Detailed Description of the Preferred Embodiments
[00021] The present methods and systems feature the following elements and steps. The system is a closed circulation carbon dioxide (C02) loop, plant based material, compound extractor. The system is capable of extracting three distinct compounds from plant based material when run: 1) THC; 2) terpenes; and 3) CBx. The extraction of these three distinct compounds is achieved by modulating operating temperatures and pressures within the closed circulation C02 loop of the system to predetermined, precise values with an automated control system. When extracting THC, the temperature may be maintained at, for instance, about 110° F to 117° F, and the pressure may be maintained at, for instance, about 1200 psi to 1500 psi. When extracting CBx, the temperature may be maintained at, for instance, about 110° F to 117° F, and the pressure may be maintained at, for instance, about 800 psi to 1050 psi. When extracting a terpene, the temperature may be maintained at, for instance, about 110° F to 117° F, and the pressure may be maintained at, for instance, about 400 psi to 1375 psi. [00022] The automated control system contains several automatic correction functions that maintain the system at the desired temperature and pressure throughout the system extraction process.

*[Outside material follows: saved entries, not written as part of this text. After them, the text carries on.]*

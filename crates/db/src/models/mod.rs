//! Domain model structs, DTOs and response views.
//!
//! Each submodule contains:
//! - A `FromRow` entity struct matching the database row
//! - `Deserialize` + `Validate` DTOs for inserts (and patches, where exposed)
//! - `Serialize` view structs, one per response shape

pub mod activity;
pub mod camper;
pub mod signup;
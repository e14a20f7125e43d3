//! Camp API server library.
//!
//! Exposes the core building blocks (config, state, error handling, routes)
//! so integration tests and the binary entrypoint can both access them.

pub mod config;
pub mod error;
pub mod extract;
pub mod handlers;
pub mod router;
pub mod routes;
pub mod state;
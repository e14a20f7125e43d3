//! Repository layer.
//!
//! Each repository is a zero-sized struct providing async CRUD methods
//! that accept `&PgPool` as the first argument.

pub mod activity_repo;
pub mod camper_repo;
pub mod signup_repo;

pub use activity_repo::ActivityRepo;
pub use camper_repo::CamperRepo;
pub use signup_repo::SignupRepo;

[00023] Supercritical C02 is a fluid state of C02 where it is held at or above its critical temperature and pressure. These desired temperature and pressure ranges are created within the closed circulation loop of the system, allowing C02 to serve as a solvent that dissolves the chemically different 1) THC; 2) terpenes; and 3) CBx into a solution that can be captured and separated from the circulation loop. The solubility of extracted 1) THC; 2) terpenes; and 3) CBx in C02 vary with pressure, permitting selective extractions of each compound through temperature and pressure modulation. The relatively low temperature of the process and the stability of C02 allow compounds to be extracted with little damage or denaturing, and the process is non-toxic and non-flammable.
[00024] The system is a closed circulation carbon dioxide C02 loop. It consists of an A) extractor; B) separator; C) liquid accumulator; two (2) D) hot water valves; one (1) E) cold water valve; one (1) F) gas pump; one (1) G) liquid pump; seven (7) H) two-way valves; one (1) I) three-way valve; and three (3) J) C02 cylinders.
[00025] There are two C02 storage cylinders that hold C02 gas when the process is not operating. A third C02 cylinder, the makeup tank, is used to add gas into the system and maintain operating temperatures and pressures.
[00026] There are distinct processes for each of the three compounds that the machine extracts. Each of these extraction processes utilizes the system charge, circulation and discharge steps of the process, however, the particular operating temperatures and pressure are different for each extraction process. Further, the 2) terpenes process requires an additional process step for Low Pressure Separation. When extracting THC, the temperature may be maintained at, for instance, about 1 10° F to 1 17° F, and the pressure may be maintained at, for instance, about 1200 psi to 1500 psi. When extracting CBx, the temperature may be maintained at, for instance, about 1 10° F to 1 17° F, and the pressure may be maintained at, for instance, about 800 psi to 1050 psi. When extracting a terpene, the temperature may be maintained at, for instance, about 1 10° F to 1 17° F, and the pressure may be maintained at, for instance, about 400 psi to 1375 psi. [00027] The system pre-charge step is an optional, manually initiated function that pre-fills the system with makeup gas prior to initiating a standard system charge. This function is generally used to add gas to the system that was lost during plant material change out. Upon initiation of the system pre-charge, three of the H) two-way valves open and the F) gas pump turns on. This pushes gas from the makeup tank J) C02 cylinders to the C) liquid accumulator vessel. When the pressure in the C) liquid accumulator rises above the pre-charge set point all valves are closed and the F) gas pump turns off, completing the pre-charge cycle.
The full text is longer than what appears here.